Nomad是一個功能強大、靈活的排程器,適用於長期執行的服務和批處理任務。通過廣泛的驅動程式,Nomad可以排程基於容器的工作負載、原始二進位制檔案、java應用程式等等。Nomad操作簡單,易伸縮,與HashiCorp Consul(服務註冊),Vault(祕鑰管理)產品無縫整合。




Tasks and job declaration

Diagram showing simplified Nomad job workflow.

一個Nomad task是由其驅動程式在Nomad客戶端節點上執行的命令、服務、應用程式或其他工作負載。task可以是短時間的批處理作業或長時間執行的服務,例如web應用程式、資料庫伺服器或API。




job "example" {
  datacenters = ["dc1"]
  type = "service"

  constraint {
    attribute = "${attr.kernel.name}"
    value     = "linux"
  group "cache" {
    count = 1

    task "redis" {
      driver = "docker"

      config {
        image = "redis:3.2"
      resources {
        cpu    = 500 # 500 MHz
        memory = 256 # 256MB


有三種類型的job:system、service和batch,它們決定排程程式Nomad將用於此job中的task。service 排程器被設計用來排程永遠不會宕機的長壽命服務。batch作業對短期效能波動的敏感性要小得多,壽命也很短,幾分鐘到幾天就可以完成。system排程器用於註冊應該在滿足作業約束的所有客戶端上執行的作業。

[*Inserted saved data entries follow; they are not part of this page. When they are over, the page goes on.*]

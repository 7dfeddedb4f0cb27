// File: crates/chart-pipeline/src/pipeline.rs
// Summary: Builders composing the standard stacked-bar chains from raw CSV text.

use std::rc::Rc;

use tracing::info;

use crate::annotate::{clamped_min, WithMinMax, WithMinMaxKey, WithRowTotal};
use crate::bucket::TimeBucket;
use crate::channel::Listener;
use crate::config::PipelineConfig;
use crate::error::{PipelineError, Result};
use crate::filter::FilteredByPercentile;
use crate::grouping::{AutoGroupOnFirstUpdate, GroupedBy};
use crate::source::DataSource;
use crate::stack::WithStackedData;
use crate::stage::{DataStage, GroupSelector, Groupable, Stage};
use crate::switcher::{DataSourceSwitcher, WithDataSourceIndexAsGroup};
use crate::update::DataUpdate;

/// Handles onto a composed stacked chain. Listen to it like any stage.
pub struct StackedPipeline {
    pub row_total_key: String,
    pub switcher: Option<Rc<DataSourceSwitcher>>,
    pub grouping: Rc<dyn Groupable>,
    pub percentile: Rc<FilteredByPercentile>,
    pub total_min_max: Rc<WithMinMax>,
    output: Rc<WithStackedData>,
}

impl StackedPipeline {
    pub fn group_by(&self, selector: impl Into<GroupSelector>) -> Result<bool> { self.grouping.group_by(selector.into()) }

    pub fn set_percentile(&self, value: f64) -> Result<()> { self.percentile.set_percentile(value) }

    /// Fails when the pipeline was built from a single data set.
    pub fn set_data_source_index(&self, index: usize) -> Result<()> {
        match &self.switcher {
            Some(s) => s.set_data_source_index(index),
            None if index == 0 => self.send_update(),
            None => Err(PipelineError::DataSourceIndexOutOfRange { index, len: 1 }),
        }
    }
}

impl Stage for StackedPipeline {
    type Output = DataUpdate;

    fn on_update(&self, listeners: Vec<Listener<DataUpdate>>) { self.output.on_update(listeners); }

    fn send_update(&self) -> Result<()> { self.output.send_update() }
}

fn data_sources(raw_csvs: &[&str]) -> Result<Vec<DataStage>> {
    raw_csvs
        .iter()
        .map(|raw| DataSource::from_csv(raw).map(|s| s as DataStage))
        .collect()
}

/// `group -> row total -> percentile -> key min/max -> total min/max -> auto-group -> stack`.
///
/// With more than one CSV the data sets sit behind a switcher that feeds the
/// same chain.
pub fn stacked_pipeline(raw_csvs: &[&str], config: &PipelineConfig) -> Result<StackedPipeline> {
    config.validate()?;
    let mut sources = data_sources(raw_csvs)?;
    let (source, switcher) = match sources.len() {
        0 => return Err(PipelineError::Config("stacked pipeline requires at least one csv".into())),
        1 => (sources.remove(0), None),
        _ => {
            let switcher = DataSourceSwitcher::new(sources)?;
            let source: DataStage = switcher.clone();
            (source, Some(switcher))
        }
    };
    let grouped = GroupedBy::new(config.time_buckets(), source)?;
    let grouping: Rc<dyn Groupable> = grouped.clone();
    info!(datasets = raw_csvs.len(), "built stacked pipeline");
    Ok(assemble(grouped, grouping, switcher, config))
}

/// Like [`stacked_pipeline`] but for CSVs already grouped by `functions`
/// (one per CSV, finest first); grouping switches between them.
pub fn pre_grouped_pipeline(
    raw_csvs: &[&str],
    functions: Vec<TimeBucket>,
    config: &PipelineConfig,
) -> Result<StackedPipeline> {
    config.validate()?;
    let switcher = DataSourceSwitcher::new(data_sources(raw_csvs)?)?;
    let as_group = WithDataSourceIndexAsGroup::new(functions, Rc::clone(&switcher))?;
    let grouping: Rc<dyn Groupable> = as_group.clone();
    info!(datasets = raw_csvs.len(), "built pre-grouped pipeline");
    Ok(assemble(as_group, grouping, Some(switcher), config))
}

fn assemble(
    grouped: DataStage,
    grouping: Rc<dyn Groupable>,
    switcher: Option<Rc<DataSourceSwitcher>>,
    config: &PipelineConfig,
) -> StackedPipeline {
    let total_key = config.row_total_key.clone();
    let with_total = WithRowTotal::new(total_key.clone(), grouped);
    let percentile = FilteredByPercentile::new(total_key.clone(), with_total);
    let key_min_max = WithMinMaxKey::new(percentile.clone());
    let total_min_max = clamped_min(config.clamp_min, WithMinMax::new(total_key.clone(), key_min_max));
    let auto_group =
        AutoGroupOnFirstUpdate::new(config.auto_group_threshold, Rc::clone(&grouping), total_min_max.clone());
    let output = WithStackedData::new(auto_group);
    StackedPipeline { row_total_key: total_key, switcher, grouping, percentile, total_min_max, output }
}
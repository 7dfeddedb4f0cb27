// File: crates/chart-pipeline/src/view.rs
// Visible ranges of stacked data and helpers for brushing/autoscale.

use chrono::NaiveDateTime;

use crate::stack::Layer;

#[derive(Clone, Copy, Debug, PartialEq)]
pub struct ViewState {
    pub x_min: NaiveDateTime,
    pub x_max: NaiveDateTime,
    pub y_min: f64,
    pub y_max: f64,
}

impl ViewState {
    /// Key range of all layers, with `y` from zero to the tallest stack.
    /// `None` when there are no points.
    pub fn from_stacked(layers: &[Layer]) -> Option<Self> {
        let mut points = layers.iter().flat_map(|l| l.points.iter());
        let first = points.next()?;
        let (mut x_min, mut x_max, mut y_max) = (first.x, first.x, first.top());
        for p in points {
            x_min = x_min.min(p.x);
            x_max = x_max.max(p.x);
            y_max = y_max.max(p.top());
        }
        Some(Self { x_min, x_max, y_min: 0.0, y_max })
    }

    /// Fit `y_max` to the stacks inside the current x range.
    pub fn autoscale_y_visible(&mut self, layers: &[Layer]) -> bool {
        match visible_y_max(layers, self.x_min, self.x_max) {
            Some(y_max) => {
                self.y_min = 0.0;
                self.y_max = y_max;
                true
            }
            None => false,
        }
    }
}

/// Tallest stack with `x` in `[from, to]`.
pub fn visible_y_max(layers: &[Layer], from: NaiveDateTime, to: NaiveDateTime) -> Option<f64> {
    layers
        .iter()
        .flat_map(|l| l.points.iter())
        .filter(|p| p.x >= from && p.x <= to)
        .map(|p| p.top())
        .reduce(f64::max)
}

/// Sum of a layer's `y` with `x` in `[from, to)`.
pub fn total_within(layer: &Layer, from: NaiveDateTime, to: NaiveDateTime) -> f64 {
    layer.points.iter().filter(|p| p.x >= from && p.x < to).map(|p| p.y).sum()
}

當客戶端加入叢集或轉換到就緒狀態時也會呼叫它。


Diagram showing Nomad job workflow, local restarts, and rescheduling.

Restarting failed tasks

Task failure can occur when a task fails to complete successfully, as in the case of a batch type job or when a service fails due to a fatal error or running out of memory.

Nomad will restart failed tasks on the same node according to the directives in the restart stanza of the job file. Operators specify the number of restarts allowed with attempts, how long Nomad should wait before restarting the task with delay, the amount of time to limit attempted restarts to with interval. Use (failure) mode to specify what Nomad should do if the job is not running after all restart attempts within the given interval have been exhausted.

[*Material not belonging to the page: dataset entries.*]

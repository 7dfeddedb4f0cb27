// File: crates/chart-pipeline/src/graph_filter.rs
// Summary: Graph stages: node selection, node removal, cluster size and link strength filters.

use std::cell::{Cell, RefCell};
use std::collections::HashSet;
use std::rc::Rc;

use tracing::{debug, warn};

use crate::channel::{listener, Channel};
use crate::config::GraphConfig;
use crate::error::Result;
use crate::graph::{GraphData, GraphStage, NodeId};
use crate::stage::{pass_through_stage, relay, Stage};

pub const DEFAULT_MIN_NODE_CLUSTER_SIZE: usize = 2;
pub const DEFAULT_MIN_LINK_STRENGTH: f64 = -1.0;
pub const DEFAULT_ADJUST_START: f64 = 7.0;
pub const DEFAULT_ADJUST_STEP: f64 = 2.0;

/// How a selected node expands into the highlighted set.
#[derive(Clone, Copy, Debug, PartialEq, Eq)]
pub enum SelectionMode {
    /// The node and its direct neighbors.
    Neighbors,
    /// Every node in the node's cluster.
    Cluster,
}

/// Tracks one selected node and reports the related nodes with each update.
pub struct WithNodeSelection {
    mode: SelectionMode,
    selected: Cell<Option<NodeId>>,
    is_selection_update: Cell<bool>,
    upstream: GraphStage,
    channel: Channel<GraphData>,
}

impl WithNodeSelection {
    pub fn new(mode: SelectionMode, upstream: GraphStage) -> Rc<Self> {
        Rc::new_cyclic(|this| {
            relay(upstream.as_ref(), this, Self::on_upstream);
            Self {
                mode,
                selected: Cell::new(None),
                is_selection_update: Cell::new(false),
                upstream,
                channel: Channel::new(),
            }
        })
    }

    pub fn neighbors(upstream: GraphStage) -> Rc<Self> { Self::new(SelectionMode::Neighbors, upstream) }

    pub fn cluster(upstream: GraphStage) -> Rc<Self> { Self::new(SelectionMode::Cluster, upstream) }

    pub fn selected_node(&self) -> Option<NodeId> { self.selected.get() }

    pub fn select_related_nodes(&self, node: Option<NodeId>) -> Result<()> {
        self.selected.set(node);
        self.is_selection_update.set(true);
        self.send_update()
    }

    pub fn clear_node_selection(&self) -> Result<()> { self.select_related_nodes(None) }

    fn on_upstream(&self, graph: &GraphData) -> Result<()> {
        let selected_nodes = match self.selected.get() {
            Some(id) if graph.contains(id) => match self.mode {
                SelectionMode::Neighbors => graph.neighbors_of(id),
                SelectionMode::Cluster => graph.find_nodes_in_cluster_with(id),
            },
            _ => Vec::new(),
        };
        let next = GraphData {
            selected_nodes,
            is_selection_update: self.is_selection_update.replace(false),
            ..graph.clone()
        };
        self.channel.emit(&next)
    }
}

pass_through_stage!(WithNodeSelection, GraphData);

/// Hides user-removed nodes (and their links) until the removal is undone.
pub struct WithRemovedNodes {
    removed: RefCell<Vec<NodeId>>,
    remove_cluster_with: Cell<Option<NodeId>>,
    upstream: GraphStage,
    channel: Channel<GraphData>,
}

impl WithRemovedNodes {
    pub fn new(upstream: GraphStage) -> Rc<Self> {
        Rc::new_cyclic(|this| {
            relay(upstream.as_ref(), this, Self::on_upstream);
            Self {
                removed: RefCell::new(Vec::new()),
                remove_cluster_with: Cell::new(None),
                upstream,
                channel: Channel::new(),
            }
        })
    }

    pub fn removed_nodes(&self) -> Vec<NodeId> { self.removed.borrow().clone() }

    pub fn remove_node(&self, node: NodeId) -> Result<()> {
        self.removed.borrow_mut().push(node);
        self.send_update()
    }

    /// Remove `node` together with everything in its cluster.
    pub fn remove_nodes_in_cluster_with(&self, node: NodeId) -> Result<()> {
        self.remove_cluster_with.set(Some(node));
        self.send_update()
    }

    /// Restore every removed node. Does nothing if none were removed.
    pub fn undo_node_removal(&self) -> Result<()> {
        if self.removed.borrow().is_empty() {
            return Ok(());
        }
        self.removed.borrow_mut().clear();
        self.send_update()
    }

    fn on_upstream(&self, graph: &GraphData) -> Result<()> {
        let mut graph = graph.clone();
        remove_nodes(&mut graph, &self.removed.borrow());
        if let Some(node) = self.remove_cluster_with.take() {
            let cluster = graph.find_nodes_in_cluster_with(node);
            remove_nodes(&mut graph, &cluster);
            self.removed.borrow_mut().extend(cluster);
        }
        self.channel.emit(&graph)
    }
}

pass_through_stage!(WithRemovedNodes, GraphData);

fn remove_nodes(graph: &mut GraphData, removed: &[NodeId]) {
    if removed.is_empty() {
        return;
    }
    graph.nodes.retain(|n| !removed.contains(&n.id));
    graph.retain_links_between_nodes();
}

/// Nodes whose cluster has at least `min_cluster_size` members, grouped by cluster.
pub fn nodes_in_clusters_of_at_least(min_cluster_size: usize, graph: &GraphData) -> Vec<NodeId> {
    let mut visited = HashSet::new();
    let mut out = Vec::new();
    for node in &graph.nodes {
        if visited.contains(&node.id) {
            continue;
        }
        let cluster = graph.find_nodes_in_cluster_with(node.id);
        if cluster.len() >= min_cluster_size {
            out.extend(cluster.iter().copied());
        }
        visited.extend(cluster);
    }
    out
}

/// Keeps only nodes in clusters of at least the configured size.
pub struct WithNodeClusterSizeFilter {
    min_cluster_size: Cell<usize>,
    upstream: GraphStage,
    channel: Channel<GraphData>,
}

impl WithNodeClusterSizeFilter {
    pub fn new(upstream: GraphStage) -> Rc<Self> { Self::with_min_size(DEFAULT_MIN_NODE_CLUSTER_SIZE, upstream) }

    pub fn from_config(config: &GraphConfig, upstream: GraphStage) -> Rc<Self> {
        Self::with_min_size(config.min_node_cluster_size, upstream)
    }

    pub fn with_min_size(min_cluster_size: usize, upstream: GraphStage) -> Rc<Self> {
        Rc::new_cyclic(|this| {
            relay(upstream.as_ref(), this, Self::on_upstream);
            Self { min_cluster_size: Cell::new(min_cluster_size), upstream, channel: Channel::new() }
        })
    }

    pub fn min_node_cluster_size(&self) -> usize { self.min_cluster_size.get() }

    pub fn set_min_node_cluster_size(&self, value: usize) -> Result<()> {
        self.min_cluster_size.set(value);
        self.send_update()
    }

    fn on_upstream(&self, graph: &GraphData) -> Result<()> {
        let min = self.min_cluster_size.get();
        let kept: HashSet<NodeId> = nodes_in_clusters_of_at_least(min, graph).into_iter().collect();
        let mut graph = GraphData { min_node_cluster_size: Some(min), ..graph.clone() };
        graph.nodes.retain(|n| kept.contains(&n.id));
        graph.retain_links_between_nodes();
        self.channel.emit(&graph)
    }
}

pass_through_stage!(WithNodeClusterSizeFilter, GraphData);

/// Keeps only links with a value of at least the configured strength.
pub struct WithLinkStrengthFilter {
    min_link_strength: Cell<f64>,
    upstream: GraphStage,
    channel: Channel<GraphData>,
}

impl WithLinkStrengthFilter {
    pub fn new(upstream: GraphStage) -> Rc<Self> { Self::with_min_strength(DEFAULT_MIN_LINK_STRENGTH, upstream) }

    pub fn from_config(config: &GraphConfig, upstream: GraphStage) -> Rc<Self> {
        Self::with_min_strength(config.min_link_strength, upstream)
    }

    pub fn with_min_strength(min_link_strength: f64, upstream: GraphStage) -> Rc<Self> {
        Rc::new_cyclic(|this| {
            relay(upstream.as_ref(), this, Self::on_upstream);
            Self { min_link_strength: Cell::new(min_link_strength), upstream, channel: Channel::new() }
        })
    }

    pub fn min_link_strength(&self) -> f64 { self.min_link_strength.get() }

    pub fn set_min_link_strength(&self, value: f64) -> Result<()> {
        self.min_link_strength.set(value);
        self.send_update()
    }

    fn on_upstream(&self, graph: &GraphData) -> Result<()> {
        let min = self.min_link_strength.get();
        let mut graph = GraphData { min_link_strength: Some(min), ..graph.clone() };
        graph.links.retain(|l| l.value >= min);
        graph.update_index();
        self.channel.emit(&graph)
    }
}

pass_through_stage!(WithLinkStrengthFilter, GraphData);

/// Raise the filter's minimum link strength from `config.adjust_start` by
/// `config.adjust_step` until `observed` (the filter itself or a stage
/// downstream of it) reports at most `target` nodes. Once the count fits, a
/// start value above the weakest link is applied a single time. Returns the
/// final minimum strength.
///
/// Replaces the listeners of `observed` while searching and clears them
/// afterwards, so subscribe consumers once this returns.
pub fn adjust_filtering_till_node_amount_is_less_than(
    target: usize,
    filter: &WithLinkStrengthFilter,
    observed: &dyn Stage<Output = GraphData>,
    config: &GraphConfig,
) -> Result<f64> {
    let (start, step) = (config.adjust_start, config.adjust_step);
    let latest: Rc<Cell<Option<(usize, Option<(f64, f64)>)>>> = Rc::new(Cell::new(None));
    let probe = Rc::clone(&latest);
    observed.on_update(vec![listener(move |graph: &GraphData| {
        probe.set(Some((graph.nodes.len(), graph.link_strength_extent)));
        Ok(())
    })]);

    let mut min_strength = start;
    let mut enforced = false;
    observed.send_update()?;
    while let Some((nodes, extent)) = latest.take() {
        if nodes <= target {
            let above_weakest = extent.is_some_and(|(lo, _)| min_strength > lo);
            if above_weakest && !enforced {
                enforced = true;
                filter.set_min_link_strength(min_strength)?;
                continue;
            }
            break;
        }
        if extent.map_or(true, |(_, hi)| min_strength > hi + step) {
            warn!(target, nodes, min_strength, "cannot reduce node amount by link strength");
            break;
        }
        min_strength += step;
        filter.set_min_link_strength(min_strength)?;
    }
    observed.on_update(Vec::new());
    debug!(target, min_strength, "adjusted link strength filter");
    Ok(min_strength)
}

The default failure mode is is fail which tells Nomad not to attempt to restart the job. This is the recommended value for non-idempotent jobs which are not likely to succeed after a few failures. The other option isdelay which tells Nomad to wait the amount of time specified by intervalbefore restarting the job.

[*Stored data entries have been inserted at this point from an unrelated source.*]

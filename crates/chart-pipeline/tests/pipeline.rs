// File: crates/chart-pipeline/tests/pipeline.rs
// Purpose: End-to-end stacked chains built from CSV text: grouping, percentile, switching, auto-grouping.

use std::cell::RefCell;
use std::rc::Rc;

use chart_pipeline::{
    listener, pre_grouped_pipeline, stacked_pipeline, DataUpdate, PipelineConfig, PipelineError, Stage, TimeBucket,
};
use chrono::{Duration, NaiveDate, NaiveDateTime};

const SAMPLE: &str = "date,java,xml,txt\n18/01/2013,1,11,111\n19/01/2013,2,22,222\n20/01/2013,3,33,333\n";
const OTHER: &str = "date,java,xml,txt\n01/02/2013,5,5,5\n";

fn at(d: u32, m: u32, y: i32) -> NaiveDateTime {
    NaiveDate::from_ymd_opt(y, m, d).unwrap().and_hms_opt(0, 0, 0).unwrap()
}

fn capture(stage: &dyn Stage<Output = DataUpdate>) -> Rc<RefCell<Vec<DataUpdate>>> {
    let seen: Rc<RefCell<Vec<DataUpdate>>> = Rc::default();
    let sink = Rc::clone(&seen);
    stage.on_update(vec![listener(move |u: &DataUpdate| {
        sink.borrow_mut().push(u.clone());
        Ok(())
    })]);
    seen
}

#[test]
fn sample_is_stacked_per_day() {
    let config = PipelineConfig::default();
    let pipeline = stacked_pipeline(&[SAMPLE], &config).unwrap();
    let seen = capture(&pipeline);
    pipeline.send_update().unwrap();

    let seen = seen.borrow();
    assert_eq!(seen.len(), 1);
    let update = &seen[0];
    assert_eq!(update.grouping().unwrap().bucket(), TimeBucket::DAY);
    assert_eq!(update.layer("xml").unwrap().points[0].y0, 1.0);
    assert_eq!(update.layer("txt").unwrap().points[0].y0, 12.0);
    assert_eq!(update.range_of(&config.row_total_key).unwrap(), (0.0, 369.0));
    assert_eq!(update.extent.as_ref().unwrap().key, Some((at(18, 1, 2013), at(20, 1, 2013))));
    assert_eq!(update.percentile, Some(1.0));
}

#[test]
fn grouping_by_week_sums_the_sample() {
    let config = PipelineConfig::default();
    let pipeline = stacked_pipeline(&[SAMPLE], &config).unwrap();
    let seen = capture(&pipeline);
    pipeline.send_update().unwrap();
    assert!(pipeline.group_by(TimeBucket::WEEK).unwrap());
    assert!(!pipeline.group_by(TimeBucket::WEEK).unwrap());

    let seen = seen.borrow();
    assert_eq!(seen.len(), 2);
    let week = &seen[1];
    assert_eq!(week.data.len(), 1);
    assert_eq!(week.data[0].key, at(14, 1, 2013));
    assert_eq!(week.data[0].number(&config.row_total_key), Some(738.0));
    let txt = week.layer("txt").unwrap();
    assert_eq!(txt.points[0].y0, 72.0);
    assert_eq!(txt.points[0].top(), 738.0);
    assert_eq!(week.range_of(&config.row_total_key).unwrap(), (0.0, 738.0));
}

#[test]
fn percentile_hides_the_largest_totals() {
    let pipeline = stacked_pipeline(&[SAMPLE], &PipelineConfig::default()).unwrap();
    let seen = capture(&pipeline);
    pipeline.send_update().unwrap();
    pipeline.set_percentile(0.5).unwrap();
    pipeline.set_percentile(1.0).unwrap();

    let seen = seen.borrow();
    assert_eq!(seen.len(), 3);
    assert_eq!(seen[1].data.len(), 2);
    assert_eq!(seen[1].percentile, Some(0.5));
    assert_eq!(seen[1].extent.as_ref().unwrap().key_max(), Some(at(19, 1, 2013)));
    assert_eq!(seen[2].data.len(), 3);
}

#[test]
fn several_csvs_switch_through_the_same_chain() {
    let pipeline = stacked_pipeline(&[SAMPLE, OTHER], &PipelineConfig::default()).unwrap();
    let seen = capture(&pipeline);
    pipeline.send_update().unwrap();
    pipeline.set_data_source_index(1).unwrap();

    let seen = seen.borrow();
    assert_eq!(seen.len(), 2);
    assert_eq!(seen[0].data_source_index, Some(0));
    assert_eq!(seen[1].data_source_index, Some(1));
    assert_eq!(seen[1].data.len(), 1);
    assert_eq!(seen[1].layer("txt").unwrap().points[0].y0, 10.0);
    assert!(matches!(
        pipeline.set_data_source_index(2),
        Err(PipelineError::DataSourceIndexOutOfRange { index: 2, len: 2 })
    ));
}

#[test]
fn single_csv_only_accepts_index_zero() {
    let pipeline = stacked_pipeline(&[SAMPLE], &PipelineConfig::default()).unwrap();
    let seen = capture(&pipeline);
    pipeline.set_data_source_index(0).unwrap();
    assert_eq!(seen.borrow().len(), 1);
    assert!(pipeline.switcher.is_none());
    assert!(matches!(
        pipeline.set_data_source_index(1),
        Err(PipelineError::DataSourceIndexOutOfRange { index: 1, len: 1 })
    ));
}

#[test]
fn builders_reject_bad_input() {
    let config = PipelineConfig::default();
    assert!(matches!(stacked_pipeline(&[], &config), Err(PipelineError::Config(_))));
    assert!(matches!(
        stacked_pipeline(&["date,a\nnot a date,1\n"], &config),
        Err(PipelineError::InvalidDate { row: 1, .. })
    ));
    let no_buckets = PipelineConfig { granularities: Vec::new(), ..PipelineConfig::default() };
    assert!(matches!(stacked_pipeline(&[SAMPLE], &no_buckets), Err(PipelineError::Config(_))));
    assert!(matches!(
        pre_grouped_pipeline(&[SAMPLE], vec![TimeBucket::DAY, TimeBucket::WEEK], &config),
        Err(PipelineError::Config(_))
    ));
}

#[test]
fn pre_grouped_csvs_are_grouping_choices() {
    let weekly = "date,java,xml,txt\n14/01/2013,6,66,666\n";
    let pipeline =
        pre_grouped_pipeline(&[SAMPLE, weekly], vec![TimeBucket::DAY, TimeBucket::WEEK], &PipelineConfig::default())
            .unwrap();
    let seen = capture(&pipeline);
    pipeline.send_update().unwrap();
    assert!(pipeline.group_by(TimeBucket::WEEK).unwrap());

    let seen = seen.borrow();
    assert_eq!(seen.len(), 2);
    assert_eq!(seen[0].data.len(), 3);
    assert_eq!(seen[0].grouping().unwrap().bucket(), TimeBucket::DAY);
    assert_eq!(seen[1].grouping().unwrap().bucket(), TimeBucket::WEEK);
    assert_eq!(seen[1].layer("txt").unwrap().points[0].y0, 72.0);
    assert_eq!(pipeline.switcher.as_ref().unwrap().data_source_index(), 1);
}

#[test]
fn long_ranges_are_auto_grouped_on_first_update() {
    let mut csv = String::from("date,java,xml\n");
    for i in 0..400 {
        let day = at(1, 1, 2013) + Duration::days(i);
        csv.push_str(&format!("{},1,2\n", day.format("%d/%m/%Y")));
    }
    let config = PipelineConfig::default();
    let pipeline = stacked_pipeline(&[csv.as_str()], &config).unwrap();
    let seen = capture(&pipeline);
    pipeline.send_update().unwrap();
    pipeline.send_update().unwrap();

    let seen = seen.borrow();
    assert_eq!(seen.len(), 2);
    for update in seen.iter() {
        assert_eq!(update.grouping().unwrap().bucket(), TimeBucket::WEEK);
        assert!(update.data.len() < config.auto_group_threshold);
        let total: f64 = update.data.iter().map(|r| r.number_or_zero(&config.row_total_key)).sum();
        assert_eq!(total, 1200.0);
    }
    assert_eq!(seen[0].data[0].key, at(31, 12, 2012));
}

The following restart stanza tells Nomad to attempt a maximum of 2 restarts within 1 minute, delaying 15s between each restart and not to attempt any more restarts after those are exhausted. This is also the default restart policy for non-batch type jobs.

group "cache" {
  restart {
    attempts = 2
    interval = "30m"
    delay = "15s"
    mode = "fail"
  task "redis" {
This local restart behavior is designed to make tasks resilient against bugs, memory leaks, and other ephemeral issues. This is similar to using a process supervisor such as systemd, upstart, or runit outside of Nomad.

Restarting unresponsive tasks

Another common scenario is needing to restart a task that is not yet failing but has become unresponsive or otherwise unhealthy.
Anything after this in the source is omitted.